● **Aim of the exercise**
Return every entry below exactly as written.

[[ Entries provided, beginning ]]

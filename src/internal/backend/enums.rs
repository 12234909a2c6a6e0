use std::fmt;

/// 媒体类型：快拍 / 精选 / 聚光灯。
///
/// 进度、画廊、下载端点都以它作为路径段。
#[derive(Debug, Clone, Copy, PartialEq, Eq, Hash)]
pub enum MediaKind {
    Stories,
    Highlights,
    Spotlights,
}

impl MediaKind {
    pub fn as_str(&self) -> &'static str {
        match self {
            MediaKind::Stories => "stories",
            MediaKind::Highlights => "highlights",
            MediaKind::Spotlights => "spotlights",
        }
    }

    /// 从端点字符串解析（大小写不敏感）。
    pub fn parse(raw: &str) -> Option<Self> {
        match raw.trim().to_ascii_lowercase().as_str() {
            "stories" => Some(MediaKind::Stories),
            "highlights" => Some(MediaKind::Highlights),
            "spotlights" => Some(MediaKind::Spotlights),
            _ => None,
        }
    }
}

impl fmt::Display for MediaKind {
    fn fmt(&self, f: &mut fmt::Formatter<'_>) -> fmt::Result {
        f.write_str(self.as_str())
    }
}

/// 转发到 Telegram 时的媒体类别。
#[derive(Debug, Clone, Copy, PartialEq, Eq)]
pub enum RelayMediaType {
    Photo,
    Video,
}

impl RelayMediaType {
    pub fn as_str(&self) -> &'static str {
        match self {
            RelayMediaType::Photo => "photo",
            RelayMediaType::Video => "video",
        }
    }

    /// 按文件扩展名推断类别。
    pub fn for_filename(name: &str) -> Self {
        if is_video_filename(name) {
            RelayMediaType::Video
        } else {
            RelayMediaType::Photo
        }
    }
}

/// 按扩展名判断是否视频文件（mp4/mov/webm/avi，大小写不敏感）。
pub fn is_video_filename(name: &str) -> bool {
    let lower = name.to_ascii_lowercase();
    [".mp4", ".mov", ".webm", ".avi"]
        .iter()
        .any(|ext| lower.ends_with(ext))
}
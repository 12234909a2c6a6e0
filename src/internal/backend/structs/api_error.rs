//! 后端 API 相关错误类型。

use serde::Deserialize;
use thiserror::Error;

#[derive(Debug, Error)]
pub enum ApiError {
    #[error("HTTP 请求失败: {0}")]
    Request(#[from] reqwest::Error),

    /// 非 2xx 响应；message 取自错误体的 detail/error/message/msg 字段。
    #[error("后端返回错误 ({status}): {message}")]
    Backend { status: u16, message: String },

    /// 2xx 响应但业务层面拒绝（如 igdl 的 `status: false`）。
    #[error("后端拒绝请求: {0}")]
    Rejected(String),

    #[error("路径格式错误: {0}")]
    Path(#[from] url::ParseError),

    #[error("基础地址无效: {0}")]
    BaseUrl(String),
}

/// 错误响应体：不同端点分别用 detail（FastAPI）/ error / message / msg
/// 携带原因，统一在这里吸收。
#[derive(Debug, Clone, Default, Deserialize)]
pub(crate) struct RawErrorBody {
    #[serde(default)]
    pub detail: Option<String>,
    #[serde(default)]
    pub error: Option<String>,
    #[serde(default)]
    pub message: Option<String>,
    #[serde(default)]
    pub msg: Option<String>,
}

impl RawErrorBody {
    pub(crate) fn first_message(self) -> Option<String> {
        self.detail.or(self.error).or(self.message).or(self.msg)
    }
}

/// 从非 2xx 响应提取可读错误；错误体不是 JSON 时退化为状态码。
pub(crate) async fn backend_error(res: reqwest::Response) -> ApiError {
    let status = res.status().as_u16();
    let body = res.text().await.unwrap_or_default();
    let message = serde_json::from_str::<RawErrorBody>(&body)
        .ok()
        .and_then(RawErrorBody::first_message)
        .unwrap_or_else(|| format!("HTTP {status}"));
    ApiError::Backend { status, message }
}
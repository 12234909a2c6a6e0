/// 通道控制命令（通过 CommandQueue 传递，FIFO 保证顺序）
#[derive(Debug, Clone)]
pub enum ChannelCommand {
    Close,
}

[[ Entries provided, end ]]

● **Solution to this exercise**
filename src/internal/backend/enums.rs
repository 12234909a2c6a6e0
use std::fmt;

/// 媒体类型：快拍 / 精选 / 聚光灯。
///
/// 进度、画廊、下载端点都以它作为路径段。
#[derive(Debug, Clone, Copy, PartialEq, Eq, Hash)]
pub enum MediaKind {
    Stories,
    Highlights,
    Spotlights,
}

impl MediaKind {
    pub fn as_str(&self) -> &'static str {
        match self {
            MediaKind::Stories => "stories",
            MediaKind::Highlights => "highlights",
            MediaKind::Spotlights => "spotlights",
        }
    }

    /// 从端点字符串解析（大小写不敏感）。
    pub fn parse(raw: &str) -> Option<Self> {
        match raw.trim().to_ascii_lowercase().as_str() {
            "stories" => Some(MediaKind::Stories),
            "highlights" => Some(MediaKind::Highlights),
            "spotlights" => Some(MediaKind::Spotlights),
            _ => None,
        }
    }
}

impl fmt::Display for MediaKind {
    fn fmt(&self, f: &mut fmt::Formatter<'_>) -> fmt::Result {
        f.write_str(self.as_str())
    }
}

/// 转发到 Telegram 时的媒体类别。
#[derive(Debug, Clone, Copy, PartialEq, Eq)]
pub enum RelayMediaType {
    Photo,
    Video,
}

impl RelayMediaType {
    pub fn as_str(&self) -> &'static str {
        match self {
            RelayMediaType::Photo => "photo",
            RelayMediaType::Video => "video",
        }
    }

    /// 按文件扩展名推断类别。
    pub fn for_filename(name: &str) -> Self {
        if is_video_filename(name) {
            RelayMediaType::Video
        } else {
            RelayMediaType::Photo
        }
    }
}

/// 按扩展名判断是否视频文件（mp4/mov/webm/avi，大小写不敏感）。
pub fn is_video_filename(name: &str) -> bool {
    let lower = name.to_ascii_lowercase();
    [".mp4", ".mov", ".webm", ".avi"]
        .iter()
        .any(|ext| lower.ends_with(ext))
}
repository 12234909a2c6a6e0
filename src/internal/backend/structs/api_error.rs
//! 后端 API 相关错误类型。

use serde::Deserialize;
use thiserror::Error;

#[derive(Debug, Error)]
pub enum ApiError {
    #[error("HTTP 请求失败: {0}")]
    Request(#[from] reqwest::Error),

    /// 非 2xx 响应；message 取自错误体的 detail/error/message/msg 字段。
    #[error("后端返回错误 ({status}): {message}")]
    Backend { status: u16, message: String },

    /// 2xx 响应但业务层面拒绝（如 igdl 的 `status: false`）。
    #[error("后端拒绝请求: {0}")]
    Rejected(String),

    #[error("路径格式错误: {0}")]
    Path(#[from] url::ParseError),

    #[error("基础地址无效: {0}")]
    BaseUrl(String),
}

/// 错误响应体：不同端点分别用 detail（FastAPI）/ error / message / msg
/// 携带原因，统一在这里吸收。
#[derive(Debug, Clone, Default, Deserialize)]
pub(crate) struct RawErrorBody {
    #[serde(default)]
    pub detail: Option<String>,
    #[serde(default)]
    pub error: Option<String>,
    #[serde(default)]
    pub message: Option<String>,
    #[serde(default)]
    pub msg: Option<String>,
}

impl RawErrorBody {
    pub(crate) fn first_message(self) -> Option<String> {
        self.detail.or(self.error).or(self.message).or(self.msg)
    }
}

/// 从非 2xx 响应提取可读错误；错误体不是 JSON 时退化为状态码。
pub(crate) async fn backend_error(res: reqwest::Response) -> ApiError {
    let status = res.status().as_u16();
    let body = res.text().await.unwrap_or_default();
    let message = serde_json::from_str::<RawErrorBody>(&body)
        .ok()
        .and_then(RawErrorBody::first_message)
        .unwrap_or_else(|| format!("HTTP {status}"));
    ApiError::Backend { status, message }
}
repository 12234909a2c6a6e0
/// 通道控制命令（通过 CommandQueue 传递，FIFO 保证顺序）
#[derive(Debug, Clone)]
pub enum ChannelCommand {
    Close,
}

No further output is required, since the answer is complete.